- Try it -
Search the records below for "ErgoStateContext"; copy each line that has it.

- Records to process -
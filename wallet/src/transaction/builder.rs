//! Transaction assembly.
//!
//! The [`TxBuilder`] turns a box selection plus the requested outputs into
//! a balanced [`UnsignedTransaction`]. "Balanced" is not aspirational: the
//! builder either emits a transaction where input value equals output value
//! to the unit (fee entry and change box included) or it fails, and every
//! failure mode has its own error.
//!
//! The fee is an ordinary output paying the well-known miner-fee script,
//! appended after the change box. Residual tokens — input tokens no output
//! consumes — go entirely into the change box; a residual with no change
//! box to live in is an error, not a silent burn. Burning is only available
//! as an explicit opt-in that names the tokens being destroyed.

use std::collections::BTreeMap;

use thiserror::Error;
use tracing::debug;

use crate::address::{Address, ScriptHash};
use crate::chain::amount::{sum_box_values, ArithmeticError, BoxValue};
use crate::chain::context::ErgoStateContext;
use crate::chain::ergo_box::{BoxError, ErgoBoxCandidate};
use crate::chain::token::{accumulate_token, token_amount, Token, TokenId};
use crate::config::MINER_FEE_SCRIPT_HASH;
use crate::selection::BoxSelection;
use crate::transaction::types::{DataInput, UnsignedInput, UnsignedTransaction};

/// Errors from transaction assembly.
#[derive(Debug, Error, Clone, PartialEq, Eq)]
pub enum BuildError {
    /// No boxes were selected to fund the transaction.
    #[error("transaction requires at least one input box")]
    NoInputBoxes,

    /// No outputs were requested.
    #[error("transaction requires at least one output box")]
    NoOutputBoxes,

    /// Selected value does not cover requested outputs plus fee.
    #[error("not enough coins to pay the fee: short by {missing}")]
    NotEnoughCoinsToPayFee { missing: u64 },

    /// The change that would be produced is uneconomical dust.
    #[error("change {change} is below the minimum change value {min_change_value}")]
    ChangeBelowMinimum { change: u64, min_change_value: u64 },

    /// Residual tokens exist but there is no change box to carry them.
    #[error("{count} residual token(s) would be unspendably lost (first: {first})")]
    DanglingTokens { count: usize, first: TokenId },

    /// An output candidate claims a creation height below the newest input.
    #[error("invalid creation height {output_height}: inputs require at least {min_required}")]
    InvalidCreationHeight {
        output_height: u32,
        min_required: u32,
    },

    /// Outputs demand more of a token than the selected inputs carry.
    #[error("outputs demand more of token {token_id} than the inputs carry")]
    TokenShortfall { token_id: TokenId },

    /// A requested burn exceeds the residual amount of that token.
    #[error("burn of token {token_id} exceeds its residual amount")]
    InvalidBurn { token_id: TokenId },

    /// Value or token arithmetic failed.
    #[error(transparent)]
    Arithmetic(#[from] ArithmeticError),

    /// The change box could not be constructed (token slot bound).
    #[error(transparent)]
    Box(#[from] BoxError),
}

/// Assembles an [`UnsignedTransaction`] from a selection and the requested
/// outputs.
///
/// # Usage
///
/// ```rust,no_run
/// # use ergo_wallet::address::{Address, NetworkPrefix};
/// # use ergo_wallet::chain::amount::BoxValue;
/// # use ergo_wallet::chain::context::ErgoStateContext;
/// # use ergo_wallet::selection::BoxSelection;
/// # use ergo_wallet::transaction::builder::TxBuilder;
/// # fn demo(context: &ErgoStateContext, selection: BoxSelection,
/// #         outputs: Vec<ergo_wallet::chain::ergo_box::ErgoBoxCandidate>,
/// #         change_address: Address) {
/// let unsigned = TxBuilder::new(
///     selection,
///     outputs,
///     change_address,
///     BoxValue::new(1_000_000),
///     BoxValue::new(1_000_000),
/// )
/// .build(context)
/// .unwrap();
/// # }
/// ```
pub struct TxBuilder {
    selection: BoxSelection,
    outputs: Vec<ErgoBoxCandidate>,
    change_address: Address,
    min_change_value: BoxValue,
    fee_amount: BoxValue,
    data_inputs: Vec<DataInput>,
    burn_tokens: Vec<Token>,
}

impl TxBuilder {
    /// Start a builder from the selection funding the transaction and the
    /// requested output candidates.
    pub fn new(
        selection: BoxSelection,
        outputs: Vec<ErgoBoxCandidate>,
        change_address: Address,
        min_change_value: BoxValue,
        fee_amount: BoxValue,
    ) -> Self {
        Self {
            selection,
            outputs,
            change_address,
            min_change_value,
            fee_amount,
            data_inputs: Vec::new(),
            burn_tokens: Vec::new(),
        }
    }

    /// Reference boxes read-only without spending them.
    pub fn data_inputs(mut self, data_inputs: Vec<DataInput>) -> Self {
        self.data_inputs = data_inputs;
        self
    }

    /// Explicitly burn the named token amounts.
    ///
    /// Tokens listed here are subtracted from the residual instead of being
    /// placed into the change box. Anything residual and *not* listed still
    /// follows the strict policy: it must fit in a change box or the build
    /// fails with [`BuildError::DanglingTokens`].
    pub fn burn_tokens(mut self, tokens: Vec<Token>) -> Self {
        self.burn_tokens = tokens;
        self
    }

    /// Assemble the unsigned transaction.
    ///
    /// Fails on the first violated rule; never emits a partially balanced
    /// transaction.
    pub fn build(self, context: &ErgoStateContext) -> Result<UnsignedTransaction, BuildError> {
        if self.selection.boxes().is_empty() {
            return Err(BuildError::NoInputBoxes);
        }
        if self.outputs.is_empty() {
            return Err(BuildError::NoOutputBoxes);
        }

        let total_input_value = self.selection.total_value();
        let input_tokens = self.selection.total_tokens();

        // Requested output value plus the fee, all checked.
        let output_value = sum_box_values(self.outputs.iter().map(|c| &c.value))?;
        let total_requested = output_value.checked_add(self.fee_amount)?;

        let change_value = total_input_value.checked_sub(total_requested).map_err(
            |_| BuildError::NotEnoughCoinsToPayFee {
                missing: total_requested.raw() - total_input_value.raw(),
            },
        )?;

        // Token bookkeeping: outputs may not demand more than inputs carry,
        // and whatever is left over is the residual.
        let mut output_tokens: Vec<Token> = Vec::new();
        for output in &self.outputs {
            for token in &output.assets {
                accumulate_token(&mut output_tokens, token)?;
            }
        }
        let mut residual_tokens: Vec<Token> = Vec::new();
        for input_token in input_tokens {
            let consumed = token_amount(&output_tokens, &input_token.token_id);
            let left = input_token
                .amount
                .checked_sub(consumed)
                .map_err(|_| BuildError::TokenShortfall {
                    token_id: input_token.token_id,
                })?;
            if !left.is_zero() {
                residual_tokens.push(Token::new(input_token.token_id, left));
            }
        }
        for output_token in &output_tokens {
            if token_amount(input_tokens, &output_token.token_id) < output_token.amount {
                return Err(BuildError::TokenShortfall {
                    token_id: output_token.token_id,
                });
            }
        }

        // Explicit burns come out of the residual.
        for burn in &self.burn_tokens {
            let entry = residual_tokens
                .iter_mut()
                .find(|t| t.token_id == burn.token_id)
                .ok_or(BuildError::InvalidBurn {
                    token_id: burn.token_id,
                })?;
            entry.amount = entry
                .amount
                .checked_sub(burn.amount)
                .map_err(|_| BuildError::InvalidBurn {
                    token_id: burn.token_id,
                })?;
        }
        residual_tokens.retain(|t| !t.amount.is_zero());

        // Monotonic height policy: nothing this transaction creates may
        // claim a height below its newest input.
        let min_required = self
            .selection
            .boxes()
            .iter()
            .map(|b| b.creation_height)
            .max()
            .unwrap_or(0);
        for output in &self.outputs {
            if output.creation_height < min_required {
                return Err(BuildError::InvalidCreationHeight {
                    output_height: output.creation_height,
                    min_required,
                });
            }
        }
        let new_box_height = context.current_height();
        if new_box_height < min_required {
            return Err(BuildError::InvalidCreationHeight {
                output_height: new_box_height,
                min_required,
            });
        }

        let mut outputs = self.outputs;

        if change_value.is_zero() {
            if let Some(first) = residual_tokens.first() {
                return Err(BuildError::DanglingTokens {
                    count: residual_tokens.len(),
                    first: first.token_id,
                });
            }
        } else {
            if change_value < self.min_change_value {
                return Err(BuildError::ChangeBelowMinimum {
                    change: change_value.raw(),
                    min_change_value: self.min_change_value.raw(),
                });
            }
            let change_box = ErgoBoxCandidate::new(
                change_value,
                self.change_address.script_hash(),
                new_box_height,
                residual_tokens,
                BTreeMap::new(),
            )?;
            outputs.push(change_box);
        }

        if !self.fee_amount.is_zero() {
            outputs.push(ErgoBoxCandidate {
                value: self.fee_amount,
                script_hash: ScriptHash::new(MINER_FEE_SCRIPT_HASH),
                creation_height: new_box_height,
                assets: Vec::new(),
                additional_registers: BTreeMap::new(),
            });
        }

        debug!(
            inputs = self.selection.boxes().len(),
            outputs = outputs.len(),
            change = change_value.raw(),
            fee = self.fee_amount.raw(),
            "assembled unsigned transaction"
        );

        let inputs = self
            .selection
            .boxes()
            .iter()
            .map(|b| UnsignedInput { box_id: b.box_id })
            .collect();

        Ok(UnsignedTransaction {
            inputs,
            data_inputs: self.data_inputs,
            outputs,
        })
    }
}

- Result of the task -
use crate::chain::context::ErgoStateContext;
/// # use ergo_wallet::chain::context::ErgoStateContext;
/// # fn demo(context: &ErgoStateContext, selection: BoxSelection,
    pub fn build(self, context: &ErgoStateContext) -> Result<UnsignedTransaction, BuildError> {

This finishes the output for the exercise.